___ GIVEN DATA ___

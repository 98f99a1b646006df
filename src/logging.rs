/// ログ・トレーシング基盤
///
/// tracingを使用した統一的なログ出力。
///
/// # ビルドモードと出力先
/// - **Release ビルド**: ログ関連コードが完全にコンパイルアウトされ、ゼロランタイムオーバーヘッドを実現
/// - **Debug ビルド**: 非同期ログ（tracing-appender）で制御スレッドへの影響を最小化
///
/// # 設計意図
/// スキャンループとレスポンスハンドラからのログ出力が
/// 制御スレッドをブロックしないように実装しています。

#[cfg(debug_assertions)]
use std::path::PathBuf;
#[cfg(debug_assertions)]
use tracing::info;
#[cfg(debug_assertions)]
use tracing_subscriber::{fmt, layer::SubscriberExt, util::SubscriberInitExt, EnvFilter};

/// ログシステムを初期化
///
/// # ビルドモード別の動作
/// - **Release ビルド**: この関数自体が空関数にコンパイル最適化され、ゼロオーバーヘッド
/// - **Debug ビルド**: tracing-appenderで非同期ファイル出力
///
/// # Arguments
/// - `log_level`: ログレベル（"info", "debug", "trace"等）
/// - `json_format`: JSON形式で出力するか
/// - `log_dir`: ログファイル出力先（None = 標準出力）
///
/// # Returns
/// - Debug: `Some(WorkerGuard)` - プログラム終了まで保持必須
///   （Drop時にログスレッドが終了しバッファがフラッシュされる）
/// - Release: `None` - オーバーヘッドなし
#[cfg(debug_assertions)]
pub fn init_logging(
    log_level: &str,
    json_format: bool,
    log_dir: Option<PathBuf>,
) -> Option<tracing_appender::non_blocking::WorkerGuard> {
    let env_filter =
        EnvFilter::try_from_default_env().unwrap_or_else(|_| EnvFilter::new(log_level));

    match log_dir {
        Some(dir) => {
            // ファイル出力（非同期）
            if let Err(e) = std::fs::create_dir_all(&dir) {
                eprintln!("Failed to create log directory: {}", e);
                return None;
            }

            let file_appender = tracing_appender::rolling::daily(dir, "docuscan.log");
            let (non_blocking, guard) = tracing_appender::non_blocking(file_appender);

            let subscriber = tracing_subscriber::registry().with(env_filter);

            let result = if json_format {
                subscriber
                    .with(fmt::layer().json().with_writer(non_blocking))
                    .try_init()
            } else {
                subscriber
                    .with(
                        fmt::layer()
                            .with_target(true)
                            .with_ansi(false) // ファイル出力時はANSIエスケープ無効
                            .with_writer(non_blocking),
                    )
                    .try_init()
            };

            if result.is_err() {
                return None;
            }

            info!(
                "Logging initialized (async file): level={}, format={}",
                log_level,
                if json_format { "json" } else { "text" }
            );
            Some(guard)
        }
        None => {
            // 標準出力（デバッグ用）
            let subscriber = tracing_subscriber::registry().with(env_filter);

            let result = if json_format {
                subscriber.with(fmt::layer().json()).try_init()
            } else {
                subscriber.with(fmt::layer().with_target(true)).try_init()
            };

            if result.is_ok() {
                info!(
                    "Logging initialized (stdout): level={}, format={}",
                    log_level,
                    if json_format { "json" } else { "text" }
                );
            }
            None
        }
    }
}

/// Release ビルド時のスタブ実装
#[cfg(not(debug_assertions))]
pub fn init_logging(
    _log_level: &str,
    _json_format: bool,
    _log_dir: Option<std::path::PathBuf>,
) -> Option<()> {
    // Release ビルド時は何もしない（ランタイムオーバーヘッドなし）
    None
}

___

## WORK ITEM
Nothing should be left out: copy the material exactly.

## FINISHED TASK
repository 98f99a1b646006df
filename src/logging.rs
/// ログ・トレーシング基盤
///
/// tracingを使用した統一的なログ出力。
///
/// # ビルドモードと出力先
/// - **Release ビルド**: ログ関連コードが完全にコンパイルアウトされ、ゼロランタイムオーバーヘッドを実現
/// - **Debug ビルド**: 非同期ログ（tracing-appender）で制御スレッドへの影響を最小化
///
/// # 設計意図
/// スキャンループとレスポンスハンドラからのログ出力が
/// 制御スレッドをブロックしないように実装しています。

#[cfg(debug_assertions)]
use std::path::PathBuf;
#[cfg(debug_assertions)]
use tracing::info;
#[cfg(debug_assertions)]
use tracing_subscriber::{fmt, layer::SubscriberExt, util::SubscriberInitExt, EnvFilter};

/// ログシステムを初期化
///
/// # ビルドモード別の動作
/// - **Release ビルド**: この関数自体が空関数にコンパイル最適化され、ゼロオーバーヘッド
/// - **Debug ビルド**: tracing-appenderで非同期ファイル出力
///
/// # Arguments
/// - `log_level`: ログレベル（"info", "debug", "trace"等）
/// - `json_format`: JSON形式で出力するか
/// - `log_dir`: ログファイル出力先（None = 標準出力）
///
/// # Returns
/// - Debug: `Some(WorkerGuard)` - プログラム終了まで保持必須
///   （Drop時にログスレッドが終了しバッファがフラッシュされる）
/// - Release: `None` - オーバーヘッドなし
#[cfg(debug_assertions)]
pub fn init_logging(
    log_level: &str,
    json_format: bool,
    log_dir: Option<PathBuf>,
) -> Option<tracing_appender::non_blocking::WorkerGuard> {
    let env_filter =
        EnvFilter::try_from_default_env().unwrap_or_else(|_| EnvFilter::new(log_level));

    match log_dir {
        Some(dir) => {
            // ファイル出力（非同期）
            if let Err(e) = std::fs::create_dir_all(&dir) {
                eprintln!("Failed to create log directory: {}", e);
                return None;
            }

            let file_appender = tracing_appender::rolling::daily(dir, "docuscan.log");
            let (non_blocking, guard) = tracing_appender::non_blocking(file_appender);

            let subscriber = tracing_subscriber::registry().with(env_filter);

            let result = if json_format {
                subscriber
                    .with(fmt::layer().json().with_writer(non_blocking))
                    .try_init()
            } else {
                subscriber
                    .with(
                        fmt::layer()
                            .with_target(true)
                            .with_ansi(false) // ファイル出力時はANSIエスケープ無効
                            .with_writer(non_blocking),
                    )
                    .try_init()
            };

            if result.is_err() {
                return None;
            }

            info!(
                "Logging initialized (async file): level={}, format={}",
                log_level,
                if json_format { "json" } else { "text" }
            );
            Some(guard)
        }
        None => {
            // 標準出力（デバッグ用）
            let subscriber = tracing_subscriber::registry().with(env_filter);

            let result = if json_format {
                subscriber.with(fmt::layer().json()).try_init()
            } else {
                subscriber.with(fmt::layer().with_target(true)).try_init()
            };

            if result.is_ok() {
                info!(
                    "Logging initialized (stdout): level={}, format={}",
                    log_level,
                    if json_format { "json" } else { "text" }
                );
            }
            None
        }
    }
}

/// Release ビルド時のスタブ実装
#[cfg(not(debug_assertions))]
pub fn init_logging(
    _log_level: &str,
    _json_format: bool,
    _log_dir: Option<std::path::PathBuf>,
) -> Option<()> {
    // Release ビルド時は何もしない（ランタイムオーバーヘッドなし）
    None
}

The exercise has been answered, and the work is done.